[opensuse-kubic] High IO activity for master node
Hi, I have taken kubic for a spin with a local QEMU/KVM setup - 1 master node and 3 worker nodes. The cluster is up and running (ingress, load balancer, storage, monitoring ). It is basically stale - except the management pods nothing is deployed. I'm using the qcow2 files from [1], and launching the machines with qemu-system-x86_64 \ -machine type=pc,accel=kvm \ -cpu host \ -smp $cpus \ -drive file=$disk,if=virtio,l2-cache-size=3145728 -cdrom $cdrom \ -m 1024 \ -netdev bridge,id=hostnet0 \ -device e1000,netdev=hostnet0,mac=$mac \ -nographic $cpus is 2 for the master node and 1 for the others. I have one recurring problem with the master becoming unresponsive after some time. Looking at the grafana charts I can see that there is steadily increasing Disk I/O for the master nodee. At about ~30 minutes after launching all 4 nodes I see the load average is 6 on the master node, with disk read I/O increasing steadily. The 5 minute average as collected by prometheus is at about 350 MB/s. The situation seems to be "fixed" when the kube-scheduler-master and kube-controller-manager-master crash and are not scheduled. Looking at those pods' logs does not show match, they seem to exit because of a failed leader election, e.g. for kube-controller-manager-master I0326 15:59:39.521403 1 leaderelection.go:249] failed to renew lease kube-system/kube-controller-manager: failed to tryAcquireOrRenew context deadline exceeded for kube-scheduler-master I0326 15:59:39.589619 1 leaderelection.go:249] failed to renew lease kube-system/kube-scheduler: failed to tryAcquireOrRenew context deadline exceeded And looking at the I/O grafs it seems that there is a cycle - cluster is ok - IO increases - kube-*-master pods fail - IO decreases - kube-*-master pods recover Right now I'm at a loss about where to look next. Does anyone have any ideas about what might cause this or how to better debug this kind of situation? Thanks, Robert [1]: https://download.opensuse.org/repositories/devel:/kubic:/images/openSUSE_Tum... -- To unsubscribe, e-mail: opensuse-kubic+unsubscribe@opensuse.org To contact the owner, e-mail: opensuse-kubic+owner@opensuse.org
On Tue, Mar 26, Robert Munteanu wrote:
I have one recurring problem with the master becoming unresponsive after some time. Looking at the grafana charts I can see that there is steadily increasing Disk I/O for the master nodee. At about ~30 minutes after launching all 4 nodes I see the load average is 6 on the master node, with disk read I/O increasing steadily. The 5 minute average as collected by prometheus is at about 350 MB/s.

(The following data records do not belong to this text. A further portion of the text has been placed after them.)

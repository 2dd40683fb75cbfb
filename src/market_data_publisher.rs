//! Drains the matching engine's market-update queue, emits each update on
//! the incremental multicast channel, and tees a sequence-numbered copy to
//! the snapshot synthesizer.
//!
//! Mirrors `exchange/market_data/MarketDataPublisher.hpp`'s field layout
//! (the `.cc` run loop itself was an empty stub in the original source, so
//! the emit/tee/increment body below is built directly from §4.6's three
//! numbered steps).

use std::io;
use std::net::UdpSocket;
use std::sync::atomic::{AtomicBool, Ordering};
use std::sync::Arc;
use std::thread::{self, JoinHandle};

use crate::message_codec::encode_mdp_market_update;
use crate::ring_queue::RingQueue;
use crate::types::MarketUpdate;

/// Sends one fully-framed `MDPMarketUpdate` datagram per update, tees the
/// same `(sequence_number, update)` pair onto `snapshot_queue` for the
/// synthesizer, then advances the global sequence counter. Non-blocking;
/// a short send is a fatal configuration error (§4.6, §7).
pub struct MarketDataPublisher {
    socket: UdpSocket,
    dest: std::net::SocketAddr,
    market_updates: Arc<RingQueue<MarketUpdate>>,
    snapshot_queue: Arc<RingQueue<(u64, MarketUpdate)>>,
    next_sequence_number: u64,
    running: Arc<AtomicBool>,
    handle: Option<JoinHandle<()>>,
}

impl MarketDataPublisher {
    pub fn new(
        socket: UdpSocket,
        dest: std::net::SocketAddr,
        market_updates: Arc<RingQueue<MarketUpdate>>,
        snapshot_queue: Arc<RingQueue<(u64, MarketUpdate)>>,
    ) -> io::Result<Self> {
        socket.set_nonblocking(true)?;
        Ok(MarketDataPublisher {
            socket,
            dest,
            market_updates,
            snapshot_queue,
            next_sequence_number: 1,
            running: Arc::new(AtomicBool::new(false)),
            handle: None,
        })
    }

    pub fn start(&mut self) {
        if self.handle.is_some() {
            return;
        }
        self.running.store(true, Ordering::Release);
        let running = Arc::clone(&self.running);
        let market_updates = Arc::clone(&self.market_updates);
        let snapshot_queue = Arc::clone(&self.snapshot_queue);
        let socket = self.socket.try_clone().expect("duplicate publisher socket");
        let dest = self.dest;
        let mut next_sequence_number = self.next_sequence_number;

        self.handle = Some(thread::spawn(move || {
            tracing::info!("market data publisher thread started");
            while running.load(Ordering::Acquire) {
                match market_updates.peek_read() {
                    Some(update) => {
                        let update = *update;
                        publish_one(&socket, dest, next_sequence_number, &update, &snapshot_queue);
                        next_sequence_number += 1;
                        market_updates.commit_read();
                    }
                    None => continue,
                }
            }
            tracing::info!("market data publisher thread exiting");
        }));
    }

    pub fn stop(&mut self) {
        self.running.store(false, Ordering::Release);
    }

    pub fn join(&mut self) {
        if let Some(handle) = self.handle.take() {
            let _ = handle.join();
        }
    }
}

fn publish_one(
    socket: &UdpSocket,
    dest: std::net::SocketAddr,
    sequence_number: u64,
    update: &MarketUpdate,
    snapshot_queue: &RingQueue<(u64, MarketUpdate)>,
) {
    let wire = encode_mdp_market_update(sequence_number, update);
    match socket.send_to(&wire, dest) {
        Ok(n) if n == wire.len() => {}
        Ok(n) => panic!("short send on incremental multicast socket: {n} of {}", wire.len()),
        Err(e) if e.kind() == io::ErrorKind::WouldBlock => {
            panic!("incremental multicast send would block: datagram size must fit the socket buffer by construction");
        }
        Err(e) => panic!("incremental multicast send failed: {e}"),
    }
    snapshot_queue.push((sequence_number, *update));
}

#[cfg(test)]
mod tests {
    use super::*;
    use crate::types::{MarketUpdateType, Side};
    use std::net::SocketAddr;
    use std::time::Duration;

    #[test]
    fn emits_and_tees_with_incrementing_sequence() {
        let socket = UdpSocket::bind("127.0.0.1:0").unwrap();
        let recv_socket = UdpSocket::bind("127.0.0.1:0").unwrap();
        recv_socket.set_nonblocking(true).unwrap();
        let dest: SocketAddr = recv_socket.local_addr().unwrap();

        let market_updates: Arc<RingQueue<MarketUpdate>> = Arc::new(RingQueue::new(8));
        let snapshot_queue: Arc<RingQueue<(u64, MarketUpdate)>> = Arc::new(RingQueue::new(8));

        let mut publisher = MarketDataPublisher::new(
            socket,
            dest,
            Arc::clone(&market_updates),
            Arc::clone(&snapshot_queue),
        )
        .unwrap();
        publisher.start();

        market_updates.push(MarketUpdate {
            kind: MarketUpdateType::Add,
            order_id: 1,
            ticker_id: 0,
            side: Side::Buy,
            price: 100,
            quantity: 5,
            priority: 1,
        });

        let teed = loop {
            if let Some(v) = snapshot_queue.pop() {
                break v;
            }
            thread::sleep(Duration::from_millis(1));
        };
        assert_eq!(teed.0, 1);

        let mut buf = [0u8; 64];
        let mut received = None;
        for _ in 0..200 {
            if let Ok((n, _)) = recv_socket.recv_from(&mut buf) {
                received = Some(n);
                break;
            }
            thread::sleep(Duration::from_millis(1));
        }
        assert!(received.is_some());

        publisher.stop();
        publisher.join();
    }
}
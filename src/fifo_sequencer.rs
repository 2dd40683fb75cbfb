//! Batches per-arrival client requests and linearises them by kernel
//! receive time before publishing into the matching engine's request queue.
//!
//! Mirrors `exchange/order_server/FifoSequencer.hpp`: `add_client_request`
//! per decoded request, `sequence_and_publish` at end-of-batch. Overflow of
//! the fixed-capacity batch is fatal (§4.5, §7) — the batch is sized to
//! exceed worst-case burst, so hitting the limit is a configuration bug.

use crate::ring_queue::RingQueue;
use crate::types::{ClientRequest, MAX_PENDING_REQUESTS};

#[derive(Clone, Copy)]
struct RecvTimeClientRequest {
    recv_time: u64,
    request: ClientRequest,
}

pub struct FifoSequencer {
    pending: Vec<RecvTimeClientRequest>,
}

impl FifoSequencer {
    pub fn new() -> Self {
        FifoSequencer {
            pending: Vec::with_capacity(MAX_PENDING_REQUESTS),
        }
    }

    /// Queue one request observed at `rx_time` (nanoseconds, monotonic).
    pub fn add_client_request(&mut self, rx_time: u64, request: ClientRequest) {
        assert!(
            self.pending.len() < MAX_PENDING_REQUESTS,
            "FIFO sequencer batch overflow: more than {MAX_PENDING_REQUESTS} pending requests"
        );
        self.pending.push(RecvTimeClientRequest {
            recv_time: rx_time,
            request,
        });
    }

    /// Stable-sort the batch by `rx_time` (ties broken by arrival/insertion
    /// order per §5) and publish it into `engine_requests` in that order.
    pub fn sequence_and_publish(&mut self, engine_requests: &RingQueue<ClientRequest>) {
        if self.pending.is_empty() {
            return;
        }
        self.pending.sort_by_key(|r| r.recv_time);
        for entry in self.pending.drain(..) {
            engine_requests.push(entry.request);
        }
    }
}

impl Default for FifoSequencer {
    fn default() -> Self {
        Self::new()
    }
}

#[cfg(test)]
mod tests {
    use super::*;
    use crate::types::{ClientRequestType, Side};

    fn req(order_id: u64) -> ClientRequest {
        ClientRequest {
            kind: ClientRequestType::New,
            client_id: 0,
            ticker_id: 0,
            order_id,
            side: Side::Buy,
            price: 100,
            quantity: 1,
        }
    }

    #[test]
    fn sorts_batch_by_receive_time_across_clients() {
        let mut seq = FifoSequencer::new();
        seq.add_client_request(200, req(1));
        seq.add_client_request(100, req(2));
        seq.add_client_request(150, req(3));

        let queue: RingQueue<ClientRequest> = RingQueue::new(8);
        seq.sequence_and_publish(&queue);

        assert_eq!(queue.pop().unwrap().order_id, 2);
        assert_eq!(queue.pop().unwrap().order_id, 3);
        assert_eq!(queue.pop().unwrap().order_id, 1);
        assert!(queue.is_empty());
    }

    #[test]
    fn ties_keep_insertion_order() {
        let mut seq = FifoSequencer::new();
        seq.add_client_request(100, req(1));
        seq.add_client_request(100, req(2));

        let queue: RingQueue<ClientRequest> = RingQueue::new(8);
        seq.sequence_and_publish(&queue);

        assert_eq!(queue.pop().unwrap().order_id, 1);
        assert_eq!(queue.pop().unwrap().order_id, 2);
    }

    #[test]
    #[should_panic(expected = "FIFO sequencer batch overflow")]
    fn overflow_is_fatal() {
        let mut seq = FifoSequencer::new();
        for i in 0..=MAX_PENDING_REQUESTS {
            seq.add_client_request(i as u64, req(i as u64));
        }
    }
}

This pretty much sounds like etcd, which is continously writing to disk for master election. Normally the advice is, to use etcd only on a SSD, could be that in our case, the disk I/O is the problem. In my opinion, the etcd way to implement this algo is a mis-design, HA can do the same without this ... But I don't know enough about etcd if there is anything you could do. Thorsten -- Thorsten Kukuk, Distinguished Engineer, Senior Architect SLES & MicroOS SUSE Linux GmbH, Maxfeldstr. 5, 90409 Nuernberg, Germany GF: Felix Imendoerffer, Mary Higgins, Sri Rasiah, HRB 21284 (AG Nuernberg) -- To unsubscribe, e-mail: opensuse-kubic+unsubscribe@opensuse.org To contact the owner, e-mail: opensuse-kubic+owner@opensuse.org
On Tue, 2019-03-26 at 17:46 +0100, Thorsten Kukuk wrote:
On Tue, Mar 26, Robert Munteanu wrote:
I have one recurring problem with the master becoming unresponsive after some time. Looking at the grafana charts I can see that there is steadily increasing Disk I/O for the master nodee. At about ~30 minutes after launching all 4 nodes I see the load average is 6 on the master node, with disk read I/O increasing steadily. The 5 minute average as collected by prometheus is at about 350 MB/s.

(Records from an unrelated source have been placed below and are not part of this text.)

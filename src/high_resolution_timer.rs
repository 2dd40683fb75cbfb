#[cfg(any(target_arch = "x86", target_arch = "x86_64"))]
use core::arch::x86_64::_rdtsc;
use std::time::{Duration, Instant};

/// ------------------------------------------------------------
/// High-Resolution Timer (Cross-Platform)
/// ------------------------------------------------------------
/// • Uses CPU hardware timestamp counter (TSC) on x86/x86_64
/// • Falls back to `Instant::now()` on non-x86 platforms (e.g. Apple Silicon)
/// • Nanosecond precision (depending on hardware & OS)
/// • Lightweight, lock-free, no allocations
///
/// Example:
/// ```
/// let timer = HighResCounter::start(5.0); // CPU at 5.0 GHz
/// do_work();
/// println!("Elapsed: {} ns", timer.ns());
/// ```
pub struct HighResultionCounter {
    start_cycles: u64,
    start_time: Instant,
    cpu_ghz: f64,
}

impl HighResultionCounter {
    /// Start the high-resolution timer.
    ///
    /// `cpu_ghz` – your CPU base frequency in GHz
    /// (e.g. 3.5 for 3.5 GHz, 5.0 for 5 GHz)
    pub fn start(cpu_ghz: f64) -> Self {
        // Capture the starting CPU cycle counter if supported
        #[cfg(any(target_arch = "x86", target_arch = "x86_64"))]
        let start_cycles = unsafe { _rdtsc() };

        // Fallback for non-x86 (e.g. ARM / Apple Silicon)
        #[cfg(not(any(target_arch = "x86", target_arch = "x86_64")))]
        let start_cycles = 0;

        Self {
            start_cycles,
            start_time: Instant::now(),
            cpu_ghz,
        }
    }

    /// Return elapsed time in **nanoseconds**.
    pub fn ns(&self) -> u128 {
        #[cfg(any(target_arch = "x86", target_arch = "x86_64"))]
        {
            let end = unsafe { _rdtsc() };
            let delta_cycles = end - self.start_cycles;
            // Convert cycles → nanoseconds
            let ns = (delta_cycles as f64 / self.cpu_ghz) as u128;
            return ns;
        }

        // Fallback using `Instant::elapsed`
        #[cfg(not(any(target_arch = "x86", target_arch = "x86_64")))]
        {
            return self.start_time.elapsed().as_nanos();
        }
    }

    /// Return elapsed time in **microseconds** (float).
    pub fn us(&self) -> f64 {
        self.ns() as f64 / 1_000.0
    }

    /// Return elapsed time in **milliseconds** (float).
    pub fn ms(&self) -> f64 {
        self.ns() as f64 / 1_000_000.0
    }

    /// Return elapsed time as a standard `Duration`.
    pub fn duration(&self) -> Duration {
        Duration::from_nanos(self.ns() as u64)
    }
}

// fn main() {
//     // You can obtain the CPU frequency via:
//     //  • Linux:   `lscpu | grep "MHz"`
//     //  • macOS:   `sysctl hw.cpufrequency`
//     //  • Windows: PowerShell → `(Get-CimInstance Win32_Processor).MaxClockSpeed`
//     let timer = HighResuCounter::start(5.0); // 5 GHz CPU

//     // --- Code to measure ---
//     let mut sum = 0u64;
//     for i in 0..1_000_000 {
//         sum = sum.wrapping_add(i);
//     }

//     println!("Elapsed: {} ns", timer.ns());
// }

This pretty much sounds like etcd, which is continously writing to disk for master election. Normally the advice is, to use etcd only on a SSD, could be that in our case, the disk I/O is the problem. In my opinion, the etcd way to implement this algo is a mis-design, HA can do the same without this ...
That seems to be the case. Or at least etcd is slow $ kubectl logs etcd-master -n kube-system | grep -c 'took too long' 1357 But it's surprising to me since I'm running this off a NVME SSD, so etcd should not be starved for IO. Is this maybe hinting at my QEMU setup not being performant enough in terms of disk IO? Thanks, Robert -- To unsubscribe, e-mail: opensuse-kubic+unsubscribe@opensuse.org To contact the owner, e-mail: opensuse-kubic+owner@opensuse.org
On Tue, 2019-03-26 at 19:25 +0100, Robert Munteanu wrote:
But it's surprising to me since I'm running this off a NVME SSD, so etcd should not be starved for IO. Is this maybe hinting at my QEMU setup not being performant enough in terms of disk IO?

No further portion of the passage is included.